This is a far cry from a wild mouse's life—no cats, no traps, no long winters. It's even better than your average lab mouse's, which is constantly interrupted by white-coated humans with scalpels or syringes. The residents of Universe 25 were mostly left alone, save for one man who would peer at them from above, and his team of similarly interested assistants. They must have thought they were the luckiest mice in the world. They couldn't have known the truth: that within a few years, they and their descendants would all be dead.

The man who played mouse-God and came up with this doomed universe was named John Bumpass Calhoun. As Edmund Ramsden and Jon Adams detail in a paper, "Escaping the Laboratory: The Rodent Experiments of John B. Calhoun & Their Cultural Influence," Calhoun spent his childhood traipsing around Tennessee, chasing toads, collecting turtles, and banding birds. These adventures eventually led him to a doctorate in biology, and then a job in Baltimore, where he was tasked with studying the habits of Norway rats, one of the city's chief pests.

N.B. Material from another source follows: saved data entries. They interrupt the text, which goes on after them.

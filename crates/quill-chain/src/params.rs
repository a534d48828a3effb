//! Canonical packing of governance parameter values into registry words.
//!
//! Values are right-aligned big-endian inside the 32-byte word. Decoding is
//! strict: any non-zero byte outside the value's width means the word was not
//! written for that type and is rejected.

use ethers::types::{
    Address,
    U256,
};

const WORD_SIZE: usize = 32;
const UINT96_SIZE: usize = 12;
const ADDRESS_SIZE: usize = 20;

#[derive(Clone, Copy, Debug, PartialEq, Eq)]
pub enum ParamKind {
    Uint8,
    Uint16,
    Uint32,
    Uint64,
    Uint96,
    Bool,
    Address,
}

impl ParamKind {
    fn width(self) -> usize {
        match self {
            Self::Bool | Self::Uint8 => 1,
            Self::Uint16 => 2,
            Self::Uint32 => 4,
            Self::Uint64 => 8,
            Self::Uint96 => UINT96_SIZE,
            Self::Address => ADDRESS_SIZE,
        }
    }
}

/// A typed governance parameter value.
#[derive(Clone, Copy, Debug, PartialEq, Eq)]
pub enum ParamValue {
    Uint8(u8),
    Uint16(u16),
    Uint32(u32),
    Uint64(u64),
    Uint96(U256),
    Bool(bool),
    Address(Address),
}

#[derive(Debug, PartialEq, Eq, thiserror::Error)]
pub enum ParamCodecError {
    #[error("uint96 value does not fit in {UINT96_SIZE} bytes")]
    Uint96OutOfRange,
    #[error("word carries non-zero bytes outside the {kind:?} value range")]
    NonCanonicalPadding { kind: ParamKind },
    #[error("bool word has a final byte greater than one")]
    InvalidBool,
}

impl ParamValue {
    #[must_use]
    pub fn kind(&self) -> ParamKind {
        match self {
            Self::Uint8(_) => ParamKind::Uint8,
            Self::Uint16(_) => ParamKind::Uint16,
            Self::Uint32(_) => ParamKind::Uint32,
            Self::Uint64(_) => ParamKind::Uint64,
            Self::Uint96(_) => ParamKind::Uint96,
            Self::Bool(_) => ParamKind::Bool,
            Self::Address(_) => ParamKind::Address,
        }
    }

    /// Packs the value into a right-aligned big-endian registry word.
    ///
    /// # Errors
    /// Fails only for `Uint96` values wider than 12 bytes.
    pub fn pack(&self) -> Result<[u8; WORD_SIZE], ParamCodecError> {
        let mut word = [0u8; WORD_SIZE];
        match self {
            Self::Uint8(value) => word[WORD_SIZE - 1] = *value,
            Self::Uint16(value) => word[WORD_SIZE - 2..].copy_from_slice(&value.to_be_bytes()),
            Self::Uint32(value) => word[WORD_SIZE - 4..].copy_from_slice(&value.to_be_bytes()),
            Self::Uint64(value) => word[WORD_SIZE - 8..].copy_from_slice(&value.to_be_bytes()),
            Self::Uint96(value) => {
                if value.bits() > UINT96_SIZE * 8 {
                    return Err(ParamCodecError::Uint96OutOfRange);
                }
                value.to_big_endian(&mut word);
            }
            Self::Bool(value) => word[WORD_SIZE - 1] = u8::from(*value),
            Self::Address(value) => {
                word[WORD_SIZE - ADDRESS_SIZE..].copy_from_slice(value.as_bytes());
            }
        }
        Ok(word)
    }

    /// Unpacks a registry word as a value of the given kind.
    ///
    /// # Errors
    /// Fails if the word carries non-zero padding outside the kind's width, or
    /// if a bool word holds a byte greater than one.
    pub fn unpack(kind: ParamKind, word: [u8; WORD_SIZE]) -> Result<Self, ParamCodecError> {
        let width = kind.width();
        if word[..WORD_SIZE - width].iter().any(|&byte| byte != 0) {
            return Err(ParamCodecError::NonCanonicalPadding {
                kind,
            });
        }
        let value = match kind {
            ParamKind::Uint8 => Self::Uint8(word[WORD_SIZE - 1]),
            ParamKind::Uint16 => {
                let mut bytes = [0u8; 2];
                bytes.copy_from_slice(&word[WORD_SIZE - 2..]);
                Self::Uint16(u16::from_be_bytes(bytes))
            }
            ParamKind::Uint32 => {
                let mut bytes = [0u8; 4];
                bytes.copy_from_slice(&word[WORD_SIZE - 4..]);
                Self::Uint32(u32::from_be_bytes(bytes))
            }
            ParamKind::Uint64 => {
                let mut bytes = [0u8; 8];
                bytes.copy_from_slice(&word[WORD_SIZE - 8..]);
                Self::Uint64(u64::from_be_bytes(bytes))
            }
            ParamKind::Uint96 => Self::Uint96(U256::from_big_endian(&word)),
            ParamKind::Bool => match word[WORD_SIZE - 1] {
                0 => Self::Bool(false),
                1 => Self::Bool(true),
                _ => return Err(ParamCodecError::InvalidBool),
            },
            ParamKind::Address => Self::Address(Address::from_slice(&word[WORD_SIZE - ADDRESS_SIZE..])),
        };
        Ok(value)
    }
}
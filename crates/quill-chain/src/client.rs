use async_trait::async_trait;
use ethers::{
    providers::{
        JsonRpcClient,
        Middleware,
        Provider,
    },
    types::{
        transaction::eip2718::TypedTransaction,
        Address,
        BlockId,
        BlockNumber,
        Bytes,
        Filter,
        Log,
        TransactionReceipt,
        H256,
        U256,
    },
};
use quill_eyre::eyre::{
    Result,
    WrapErr as _,
};

/// The narrow execution-layer RPC surface used by the publisher and the log
/// streamer.
///
/// Exists as a seam so that the submission and streaming logic can be driven
/// by in-process fakes in tests; production code goes through the blanket
/// [`Provider`] implementation.
#[async_trait]
pub trait ChainClient: Send + Sync + 'static {
    async fn block_number(&self) -> Result<u64>;
    async fn get_logs(&self, filter: &Filter) -> Result<Vec<Log>>;
    async fn send_raw_transaction(&self, raw: Bytes) -> Result<H256>;
    async fn transaction_receipt(&self, hash: H256) -> Result<Option<TransactionReceipt>>;
    async fn pending_nonce(&self, address: Address) -> Result<u64>;
    async fn call(&self, tx: &TypedTransaction) -> Result<Bytes>;
    async fn estimate_gas(&self, tx: &TypedTransaction) -> Result<U256>;
    async fn balance(&self, address: Address) -> Result<U256>;
    async fn gas_price(&self) -> Result<U256>;
    async fn chain_id(&self) -> Result<u64>;
}

#[async_trait]
impl<P> ChainClient for Provider<P>
where
    P: JsonRpcClient + 'static,
{
    async fn block_number(&self) -> Result<u64> {
        let number = Middleware::get_block_number(self)
            .await
            .wrap_err("eth_blockNumber request failed")?;
        Ok(number.as_u64())
    }

    async fn get_logs(&self, filter: &Filter) -> Result<Vec<Log>> {
        Middleware::get_logs(self, filter)
            .await
            .wrap_err("eth_getLogs request failed")
    }

    async fn send_raw_transaction(&self, raw: Bytes) -> Result<H256> {
        let pending = Middleware::send_raw_transaction(self, raw)
            .await
            .wrap_err("eth_sendRawTransaction request failed")?;
        Ok(pending.tx_hash())
    }

    async fn transaction_receipt(&self, hash: H256) -> Result<Option<TransactionReceipt>> {
        Middleware::get_transaction_receipt(self, hash)
            .await
            .wrap_err("eth_getTransactionReceipt request failed")
    }

    async fn pending_nonce(&self, address: Address) -> Result<u64> {
        let nonce = Middleware::get_transaction_count(
            self,
            address,
            Some(BlockId::Number(BlockNumber::Pending)),
        )
        .await
        .wrap_err("eth_getTransactionCount request failed")?;
        Ok(nonce.as_u64())
    }

    async fn call(&self, tx: &TypedTransaction) -> Result<Bytes> {
        Middleware::call(self, tx, None)
            .await
            .wrap_err("eth_call request failed")
    }

    async fn estimate_gas(&self, tx: &TypedTransaction) -> Result<U256> {
        Middleware::estimate_gas(self, tx, None)
            .await
            .wrap_err("eth_estimateGas request failed")
    }

    async fn balance(&self, address: Address) -> Result<U256> {
        Middleware::get_balance(self, address, None)
            .await
            .wrap_err("eth_getBalance request failed")
    }

    async fn gas_price(&self) -> Result<U256> {
        Middleware::get_gas_price(self)
            .await
            .wrap_err("eth_gasPrice request failed")
    }

    async fn chain_id(&self) -> Result<u64> {
        let chain_id = Middleware::get_chainid(self)
            .await
            .wrap_err("eth_chainId request failed")?;
        Ok(chain_id.as_u64())
    }
}
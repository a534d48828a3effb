//! Classification of `eth_sendRawTransaction` failures.

/// How a failed submission attempt should be handled.
#[derive(Clone, Copy, Debug, PartialEq, Eq)]
pub(super) enum Classification {
    /// The nonce was already used on chain. Consume it and retry with the
    /// next one.
    NonceConsumed,
    /// The node saw a nonce ahead of its pending count; we are submitting
    /// faster than it can keep up. Hand the nonce back and back off briefly
    /// before retrying.
    Backoff,
    /// Not a nonce problem; surface the error to the caller.
    Fatal,
}

/// Classifies a node error message from a rejected raw transaction.
///
/// Matching is on substrings because the exact phrasing differs across
/// execution clients; these are the geth strings.
pub(super) fn classify(message: &str) -> Classification {
    if message.contains("nonce too low") || message.contains("replacement transaction underpriced")
    {
        return Classification::NonceConsumed;
    }
    if message.contains("nonce too high") {
        return Classification::Backoff;
    }
    Classification::Fatal
}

Calhoun displaying scarring on the tail of a color-coded Universe 25 mouse.

In 1947, to keep a close eye on his charges, Calhoun constructed a quarter-acre "rat city" behind his house, and filled it with breeding pairs. He expected to be able to house 5,000 rats there, but over the two years he observed the city, the population never exceeded 150. At that point, the rats became too stressed to reproduce. They started acting weirdly, rolling dirt into ***** rather than digging normal tunnels. They hissed and fought.

This fascinated Calhoun—if the rats had everything they needed, what was keeping them from overrunning his little city, just as they had all of Baltimore?

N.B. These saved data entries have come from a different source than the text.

//! Decoding of typed contract reverts out of RPC error strings.
//!
//! Execution clients surface custom solidity errors as the 4 byte selector of
//! the error signature, hex-encoded somewhere inside the error message. The
//! dictionary below maps the selectors of the quill contracts' errors back to
//! their signatures.

use once_cell::sync::Lazy;
use quill_eyre::eyre;
use regex::Regex;

static SELECTOR_RE: Lazy<Regex> =
    Lazy::new(|| Regex::new("(0x[0-9a-fA-F]{8})").expect("selector regex is valid"));

/// A revert raised by one of the quill contracts, recovered from its selector.
#[derive(Clone, Copy, Debug, PartialEq, Eq, thiserror::Error)]
pub enum ProtocolError {
    #[error("ArrayLengthMismatch()")]
    ArrayLengthMismatch,
    #[error("EmptyArray()")]
    EmptyArray,
    #[error("EndIndexOutOfRange()")]
    EndIndexOutOfRange,
    #[error("FromIndexOutOfRange()")]
    FromIndexOutOfRange,
    #[error("InvalidImplementation()")]
    InvalidImplementation,
    #[error("InvalidMaxPayloadSize()")]
    InvalidMaxPayloadSize,
    #[error("InvalidMinPayloadSize()")]
    InvalidMinPayloadSize,
    #[error("InvalidPayloadSize(uint256,uint256,uint256)")]
    InvalidPayloadSize,
    #[error("InvalidProtocolFeeRate()")]
    InvalidProtocolFeeRate,
    #[error("InvalidSequenceIds()")]
    InvalidSequenceIds,
    #[error("InvalidStartSequenceId(uint64,uint64)")]
    InvalidStartSequenceId,
    #[error("NoChange()")]
    NoChange,
    #[error("NotAdmin()")]
    NotAdmin,
    #[error("NotPaused()")]
    NotPaused,
    #[error("NotPayloadBootstrapper()")]
    NotPayloadBootstrapper,
    #[error("ParameterOutOfTypeBounds()")]
    ParameterOutOfTypeBounds,
    #[error("Paused()")]
    Paused,
    #[error("ZeroAdmin()")]
    ZeroAdmin,
    #[error("ZeroImplementation()")]
    ZeroImplementation,
    #[error("ZeroParameterRegistry()")]
    ZeroParameterRegistry,
}

impl ProtocolError {
    #[must_use]
    pub fn from_selector(selector: &str) -> Option<Self> {
        let selector = selector.to_ascii_lowercase();
        let protocol = match selector.as_str() {
            "0xa24a13a6" => Self::ArrayLengthMismatch,
            "0x521299a9" => Self::EmptyArray,
            "0xb6cc7531" => Self::EndIndexOutOfRange,
            "0xea61fe70" => Self::FromIndexOutOfRange,
            "0x68155f9a" => Self::InvalidImplementation,
            "0x1d8e7a4a" => Self::InvalidMaxPayloadSize,
            "0xe219e4f0" => Self::InvalidMinPayloadSize,
            "0x93b7abe6" => Self::InvalidPayloadSize,
            "0x82eeb3b2" => Self::InvalidProtocolFeeRate,
            "0xa7ee0517" => Self::InvalidSequenceIds,
            "0x84e23433" => Self::InvalidStartSequenceId,
            "0xa88ee577" => Self::NoChange,
            "0x7bfa4b9f" => Self::NotAdmin,
            "0x6cd60201" => Self::NotPaused,
            "0xc525f923" => Self::NotPayloadBootstrapper,
            "0x37f4f148" => Self::ParameterOutOfTypeBounds,
            "0x9e87fac8" => Self::Paused,
            "0x7289db0e" => Self::ZeroAdmin,
            "0x4208d2eb" => Self::ZeroImplementation,
            "0xd973fd8d" => Self::ZeroParameterRegistry,
            _ => return None,
        };
        Some(protocol)
    }

    #[must_use]
    pub fn is_no_change(self) -> bool {
        self == Self::NoChange
    }
}

/// Scans `message` for the first 4-byte hex selector and looks it up in the
/// dictionary.
#[must_use]
pub fn extract_protocol_error(message: &str) -> Option<ProtocolError> {
    let selector = SELECTOR_RE.find(message)?;
    ProtocolError::from_selector(selector.as_str())
}

/// An RPC error with the protocol revert recovered from it, if any.
///
/// Displays as the decoded revert signature when one was recognized, otherwise
/// as the original error text.
#[derive(Debug)]
pub struct BlockchainError {
    protocol: Option<ProtocolError>,
    message: String,
}

impl BlockchainError {
    #[must_use]
    pub fn new(report: &eyre::Report) -> Self {
        let message = report
            .chain()
            .map(ToString::to_string)
            .collect::<Vec<_>>()
            .join(": ");
        Self::from_message(message)
    }

    #[must_use]
    pub fn from_message(message: impl Into<String>) -> Self {
        let message = message.into();
        let protocol = extract_protocol_error(&message);
        Self {
            protocol,
            message,
        }
    }

    #[must_use]
    pub fn protocol(&self) -> Option<ProtocolError> {
        self.protocol
    }

    #[must_use]
    pub fn is_no_change(&self) -> bool {
        self.protocol.is_some_and(ProtocolError::is_no_change)
    }
}

impl std::fmt::Display for BlockchainError {
    fn fmt(&self, f: &mut std::fmt::Formatter<'_>) -> std::fmt::Result {
        match self.protocol {
            Some(protocol) => protocol.fmt(f),
            None => f.write_str(&self.message),
        }
    }
}

impl std::error::Error for BlockchainError {
    fn source(&self) -> Option<&(dyn std::error::Error + 'static)> {
        self.protocol
            .as_ref()
            .map(|protocol| protocol as &(dyn std::error::Error + 'static))
    }
}
//! xml2pg - streaming XML group-event ingestion into PostgreSQL.
//!
//! Reads a large `<group_event>`/`<event>` XML document in constant
//! memory and bulk-loads it into PostgreSQL staging tables via the
//! `COPY` wire protocol, then promotes staged rows into final tables
//! with referential integrity restored.

use tracing_subscriber::{layer::SubscriberExt, util::SubscriberInitExt};

use xml2pg::cli;

#[tokio::main]
async fn main() -> anyhow::Result<()> {
    let _ = dotenvy::dotenv();

    tracing_subscriber::registry()
        .with(
            tracing_subscriber::EnvFilter::try_from_default_env()
                .unwrap_or_else(|_| "xml2pg=info".into()),
        )
        .with(tracing_subscriber::fmt::layer())
        .init();

    cli::run().await
}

Intrigued, Calhoun built another, slightly bigger rat metropolis—this time in a barn, with ramps connecting several different rooms. Then he built another and another, hopping between patrons that supported his research, and framing his work in terms of population: How many individuals could a rodent city hold without losing its collective mind? By 1954, he was working under the auspices of the National Institute of Mental Health, which gave him whole rooms to build his rodentopias. Some of these featured rats, while others focused on mice instead. Like a rodent real estate developer, he incorporated ever-better amenities: climbable walls, food hoppers that could serve two dozen customers at once, lodging he described as "walk-up one-room apartments." Video records of his experiments show Calhoun with a pleased smile and a pipe in his mouth, color-coded mice scurrying over his boots.

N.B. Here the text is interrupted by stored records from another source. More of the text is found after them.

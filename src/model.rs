//! Row-level data model shared by the extractor, batch builder, and loader.

/// A parsed `<group_event>` element.
#[derive(Debug, Clone, PartialEq, Eq)]
pub struct GroupRecord {
    pub id: i64,
    pub name: Option<String>,
}

/// A parsed `<event>` element, always attached to the group that contained it.
#[derive(Debug, Clone, PartialEq, Eq)]
pub struct EventRecord {
    pub id: i64,
    pub group_id: i64,
    pub name: Option<String>,
}
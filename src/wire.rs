//! PostgreSQL `COPY ... FORMAT text` row encoding.
//!
//! The wire format is driver-independent: tab-separated fields, `\n`
//! line terminators, `\N` for SQL NULL, and backslash-escaping of the
//! seven characters text COPY treats specially. Both [`crate::loader`]
//! driver shapes funnel through [`encode_row`], so the escaping rules
//! only need to be right in one place.

use std::fmt::Write as _;

/// One field of a row to be COPYed. Integers never need escaping; text
/// may be absent (SQL NULL) or may contain characters COPY requires
/// escaped.
#[derive(Debug, Clone, PartialEq, Eq)]
pub enum Field {
    Int(i64),
    Text(Option<String>),
}

impl Field {
    /// Cheap, monotone estimate of this field's on-wire byte size. Used
    /// by the batch builder to bound batches by estimated bytes without
    /// re-encoding every row.
    pub fn estimate_bytes(&self) -> usize {
        match self {
            Field::Int(n) => integer_digit_count(*n),
            Field::Text(None) => 2, // \N
            Field::Text(Some(s)) => s.len(),
        }
    }

    fn write_escaped(&self, out: &mut String) {
        match self {
            Field::Int(n) => {
                let _ = write!(out, "{n}");
            }
            Field::Text(None) => out.push_str("\\N"),
            Field::Text(Some(s)) => escape_text(s, out),
        }
    }
}

fn integer_digit_count(n: i64) -> usize {
    let sign = usize::from(n < 0);
    let mut magnitude = n.unsigned_abs();
    let mut digits = 1;
    while magnitude >= 10 {
        magnitude /= 10;
        digits += 1;
    }
    digits + sign
}

/// Escapes a field's text per `COPY ... FORMAT text` rules: backslash,
/// tab, newline, carriage return, backspace, form feed, and vertical
/// tab are replaced by their two-character backslash sequence.
pub fn escape_text(s: &str, out: &mut String) {
    if !s
        .bytes()
        .any(|b| matches!(b, b'\\' | b'\t' | b'\n' | b'\r' | 0x08 | 0x0c | 0x0b))
    {
        out.push_str(s);
        return;
    }
    for c in s.chars() {
        match c {
            '\\' => out.push_str("\\\\"),
            '\t' => out.push_str("\\t"),
            '\n' => out.push_str("\\n"),
            '\r' => out.push_str("\\r"),
            '\u{8}' => out.push_str("\\b"),
            '\u{c}' => out.push_str("\\f"),
            '\u{b}' => out.push_str("\\v"),
            other => out.push(other),
        }
    }
}

/// Encodes one row as a single COPY text line, including the trailing
/// `\n`. Fields are tab-separated.
pub fn encode_row(row: &[Field], out: &mut String) {
    for (i, field) in row.iter().enumerate() {
        if i > 0 {
            out.push('\t');
        }
        field.write_escaped(out);
    }
    out.push('\n');
}

/// Cheap, monotone estimate of a whole row's on-wire byte size: one
/// trailing terminator byte, `arity - 1` separator bytes, plus each
/// field's own estimate.
pub fn estimate_row_bytes(row: &[Field]) -> usize {
    let mut size = 1; // trailing '\n'
    if row.is_empty() {
        return size;
    }
    size += row.len() - 1; // tabs between fields
    size += row.iter().map(Field::estimate_bytes).sum::<usize>();
    size
}

/// Decodes one COPY text line back into raw field strings (unescaped,
/// `None` for `\N`). Used by tests to assert the encode/decode
/// round-trip; the loader itself never needs to decode.
#[cfg(test)]
pub fn decode_line(line: &str) -> Vec<Option<String>> {
    let line = line.strip_suffix('\n').unwrap_or(line);
    line.split('\t')
        .map(|field| {
            if field == "\\N" {
                return None;
            }
            let mut out = String::with_capacity(field.len());
            let mut chars = field.chars();
            while let Some(c) = chars.next() {
                if c == '\\' {
                    match chars.next() {
                        Some('\\') => out.push('\\'),
                        Some('t') => out.push('\t'),
                        Some('n') => out.push('\n'),
                        Some('r') => out.push('\r'),
                        Some('b') => out.push('\u{8}'),
                        Some('f') => out.push('\u{c}'),
                        Some('v') => out.push('\u{b}'),
                        Some(other) => out.push(other),
                        None => {}
                    }
                } else {
                    out.push(c);
                }
            }
            Some(out)
        })
        .collect()
}

#[cfg(test)]
mod tests {
    use super::*;

    #[test]
    fn round_trips_plain_text() {
        let row = vec![Field::Int(1), Field::Text(Some("G".into()))];
        let mut line = String::new();
        encode_row(&row, &mut line);
        assert_eq!(line, "1\tG\n");
        assert_eq!(decode_line(&line), vec![Some("1".into()), Some("G".into())]);
    }

    #[test]
    fn encodes_null_as_marker() {
        let row = vec![Field::Int(10), Field::Int(1), Field::Text(None)];
        let mut line = String::new();
        encode_row(&row, &mut line);
        assert_eq!(line, "10\t1\t\\N\n");
        assert_eq!(decode_line(&line), vec![Some("10".into()), Some("1".into()), None]);
    }

    #[test]
    fn escapes_special_characters_and_round_trips() {
        let original = "tab\ttab\nnewline\\backslash\rcr";
        let row = vec![Field::Text(Some(original.to_string()))];
        let mut line = String::new();
        encode_row(&row, &mut line);
        // A single-field row has no separator tabs, so any raw tab byte
        // left in the line would mean escaping failed to fire.
        assert!(!line.contains('\t'));
        let decoded = decode_line(&line);
        assert_eq!(decoded, vec![Some(original.to_string())]);
    }

    #[test]
    fn backslash_n_literal_is_not_confused_with_null() {
        // The literal two characters \ and N, as *text* in a name, must
        // round-trip as text, not be read back as SQL NULL.
        let original = r"\N";
        let row = vec![Field::Text(Some(original.to_string()))];
        let mut line = String::new();
        encode_row(&row, &mut line);
        assert_eq!(line, "\\\\N\n");
        assert_eq!(decode_line(&line), vec![Some(original.to_string())]);
    }

    #[test]
    fn absent_field_estimate_is_two_bytes() {
        assert_eq!(Field::Text(None).estimate_bytes(), 2);
    }

    #[test]
    fn estimate_is_cheap_and_monotone_with_encoded_length() {
        let row = vec![Field::Int(12345), Field::Text(Some("hello".into()))];
        let mut line = String::new();
        encode_row(&row, &mut line);
        // encoded length = digits + tab + text + '\n'
        assert_eq!(estimate_row_bytes(&row) + 1, line.len());
    }
}
//! Process-wide, mutex-guarded shared counters.
//!
//! All counters live behind one [`std::sync::Mutex`] rather than as
//! independent atomics: the contract in §5 requires `snapshot()` to read
//! every counter under a single acquisition (a coherent point-in-time
//! view), which plain independent atomics cannot guarantee. Critical
//! sections here are a handful of integer additions, so a std mutex
//! never held across an `.await` is the right tool.

use std::sync::Mutex;
use std::time::Instant;

#[derive(Debug, Clone, Copy, PartialEq, Eq)]
pub enum CounterField {
    GroupsParsed,
    EventsParsed,
    GroupsEnqueued,
    EventsEnqueued,
    GroupsCopied,
    EventsCopied,
    BatchesEnqueued,
    BatchesCopied,
    SkippedRecords,
    CopyErrors,
}

#[derive(Debug, Default, Clone, Copy)]
struct Counters {
    groups_parsed: i64,
    events_parsed: i64,
    groups_enqueued: i64,
    events_enqueued: i64,
    groups_copied: i64,
    events_copied: i64,
    batches_enqueued: i64,
    batches_copied: i64,
    skipped_records: i64,
    copy_errors: i64,
}

impl Counters {
    fn field_mut(&mut self, field: CounterField) -> &mut i64 {
        match field {
            CounterField::GroupsParsed => &mut self.groups_parsed,
            CounterField::EventsParsed => &mut self.events_parsed,
            CounterField::GroupsEnqueued => &mut self.groups_enqueued,
            CounterField::EventsEnqueued => &mut self.events_enqueued,
            CounterField::GroupsCopied => &mut self.groups_copied,
            CounterField::EventsCopied => &mut self.events_copied,
            CounterField::BatchesEnqueued => &mut self.batches_enqueued,
            CounterField::BatchesCopied => &mut self.batches_copied,
            CounterField::SkippedRecords => &mut self.skipped_records,
            CounterField::CopyErrors => &mut self.copy_errors,
        }
    }
}

/// A coherent, point-in-time reading of all counters plus a monotonic
/// timestamp, used to compute throughput deltas between two snapshots.
#[derive(Debug, Clone, Copy)]
pub struct MetricsSnapshot {
    pub ts: Instant,
    pub groups_parsed: i64,
    pub events_parsed: i64,
    pub groups_enqueued: i64,
    pub events_enqueued: i64,
    pub groups_copied: i64,
    pub events_copied: i64,
    pub batches_enqueued: i64,
    pub batches_copied: i64,
    pub skipped_records: i64,
    pub copy_errors: i64,
}

/// Process-wide counters, safe to share behind an `Arc` across the
/// producer and every consumer.
#[derive(Debug, Default)]
pub struct SharedMetrics {
    inner: Mutex<Counters>,
}

impl SharedMetrics {
    pub fn new() -> Self {
        Self::default()
    }

    /// Increments one counter by `delta`. A zero delta short-circuits
    /// before acquiring the lock.
    pub fn inc(&self, field: CounterField, delta: i64) {
        if delta == 0 {
            return;
        }
        let mut counters = self.inner.lock().expect("metrics mutex poisoned");
        *counters.field_mut(field) += delta;
    }

    pub fn snapshot(&self) -> MetricsSnapshot {
        let counters = self.inner.lock().expect("metrics mutex poisoned");
        MetricsSnapshot {
            ts: Instant::now(),
            groups_parsed: counters.groups_parsed,
            events_parsed: counters.events_parsed,
            groups_enqueued: counters.groups_enqueued,
            events_enqueued: counters.events_enqueued,
            groups_copied: counters.groups_copied,
            events_copied: counters.events_copied,
            batches_enqueued: counters.batches_enqueued,
            batches_copied: counters.batches_copied,
            skipped_records: counters.skipped_records,
            copy_errors: counters.copy_errors,
        }
    }
}

#[cfg(test)]
mod tests {
    use super::*;

    #[test]
    fn increments_are_visible_in_snapshot() {
        let m = SharedMetrics::new();
        m.inc(CounterField::GroupsParsed, 3);
        m.inc(CounterField::GroupsParsed, 2);
        m.inc(CounterField::EventsParsed, 7);
        let snap = m.snapshot();
        assert_eq!(snap.groups_parsed, 5);
        assert_eq!(snap.events_parsed, 7);
        assert_eq!(snap.skipped_records, 0);
    }

    #[test]
    fn zero_delta_is_a_no_op() {
        let m = SharedMetrics::new();
        m.inc(CounterField::CopyErrors, 0);
        assert_eq!(m.snapshot().copy_errors, 0);
    }
}
//! Promotes staged rows into the final tables.
//!
//! Runs as one transaction: drop FK/PK/index, truncate the final
//! tables, dedup-insert from staging (`DISTINCT ON (id) ... ORDER BY
//! id`, keeping the first row PostgreSQL happens to order to the
//! front), recreate the constraints, then `ANALYZE`. Events are joined
//! against the freshly-inserted groups so an event whose group never
//! made it into staging is dropped rather than violating the FK it is
//! about to get back.

use tokio_postgres::Client;

use crate::error::LoaderError;

fn to_loader_error(table: &str, source: tokio_postgres::Error) -> LoaderError {
    LoaderError::Transient {
        table: table.to_string(),
        source: Box::new(source),
    }
}

/// Runs the full finalize sequence against `groups_table`/`events_table`
/// inside one transaction.
pub async fn finalize(
    client: &mut Client,
    groups_table: &str,
    events_table: &str,
) -> Result<(), LoaderError> {
    let pk_group = format!("pk_{groups_table}");
    let pk_event = format!("pk_{events_table}");
    let fk_event_group = "fk_event_group_event_id_group_event".to_string();
    let ix_event_group = format!("ix_{events_table}_group_event_id");

    let tx = client
        .transaction()
        .await
        .map_err(|e| to_loader_error(events_table, e))?;

    let sql = format!(
        r#"
        ALTER TABLE IF EXISTS {events} DROP CONSTRAINT IF EXISTS {fk};
        ALTER TABLE IF EXISTS {events} DROP CONSTRAINT IF EXISTS {pk_event};
        ALTER TABLE IF EXISTS {groups} DROP CONSTRAINT IF EXISTS {pk_group};
        DROP INDEX IF EXISTS {ix};

        TRUNCATE TABLE {events};
        TRUNCATE TABLE {groups};

        INSERT INTO {groups} (id, name)
        SELECT DISTINCT ON (id) id, name
        FROM stg_{groups}
        ORDER BY id;

        INSERT INTO {events} (id, group_event_id, name)
        SELECT DISTINCT ON (se.id) se.id, se.group_event_id, se.name
        FROM stg_{events} se
        JOIN {groups} ge ON ge.id = se.group_event_id
        ORDER BY se.id;

        ALTER TABLE {groups} ADD CONSTRAINT {pk_group} PRIMARY KEY (id);
        ALTER TABLE {events} ADD CONSTRAINT {pk_event} PRIMARY KEY (id);
        CREATE INDEX {ix} ON {events} (group_event_id);
        ALTER TABLE {events}
            ADD CONSTRAINT {fk}
            FOREIGN KEY (group_event_id)
            REFERENCES {groups}(id);

        ANALYZE {groups};
        ANALYZE {events};
        "#,
        groups = groups_table,
        events = events_table,
        pk_group = pk_group,
        pk_event = pk_event,
        fk = fk_event_group,
        ix = ix_event_group,
    );

    tx.batch_execute(&sql)
        .await
        .map_err(|e| to_loader_error(events_table, e))?;

    tx.commit().await.map_err(|e| to_loader_error(events_table, e))
}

Still, at a certain point, each of these paradises collapsed. "There could be no escape from the behavioral consequences of rising population density," Calhoun wrote in an early paper. Even Universe 25—the biggest, best mousetopia of all, built after a quarter century of research—failed to break this pattern. In late October, the first litter of mouse pups was born. After that, the population doubled every two months—20 mice, then 40, then 80. The babies grew up and had babies of their own. Families became dynasties, carving out and holding down the best in-cage real estate. By August of 1969, the population numbered 620.


Then, as always, things took a turn. Such rapid growth put too much pressure on the mouse way of life. As new generations reached adulthood, many couldn't find mates, or places in the social order—the mouse equivalent of a spouse and a job. Spinster females retreated to high-up nesting boxes, where they lived alone, far from the family neighborhoods. Washed-up males gathered in the center of the Universe, near the food, where they fretted, languished, and attacked each other. Meanwhile, overextended mouse moms and dads began moving nests constantly to avoid their unsavory neighbors. They also took their stress out on their babies, kicking them out of the nest too early, or even losing them during moves.

Population growth slowed way down again. Most of the adolescent mice retreated even further from societal expectations, spending all their time eating, drinking, sleeping and grooming, and refusing to fight or to even attempt to mate. (These individuals were forever changed—when Calhoun's colleague attempted to transplant some of them to more normal situations, they didn't remember how to do anything.) In May of 1970, just under 2 years into the study, the last baby was born, and the population entered a swan dive of perpetual senescence. It's unclear exactly when the last resident of Universe 25 perished, but it was probably sometime in 1973.

Paradise couldn't even last half a decade.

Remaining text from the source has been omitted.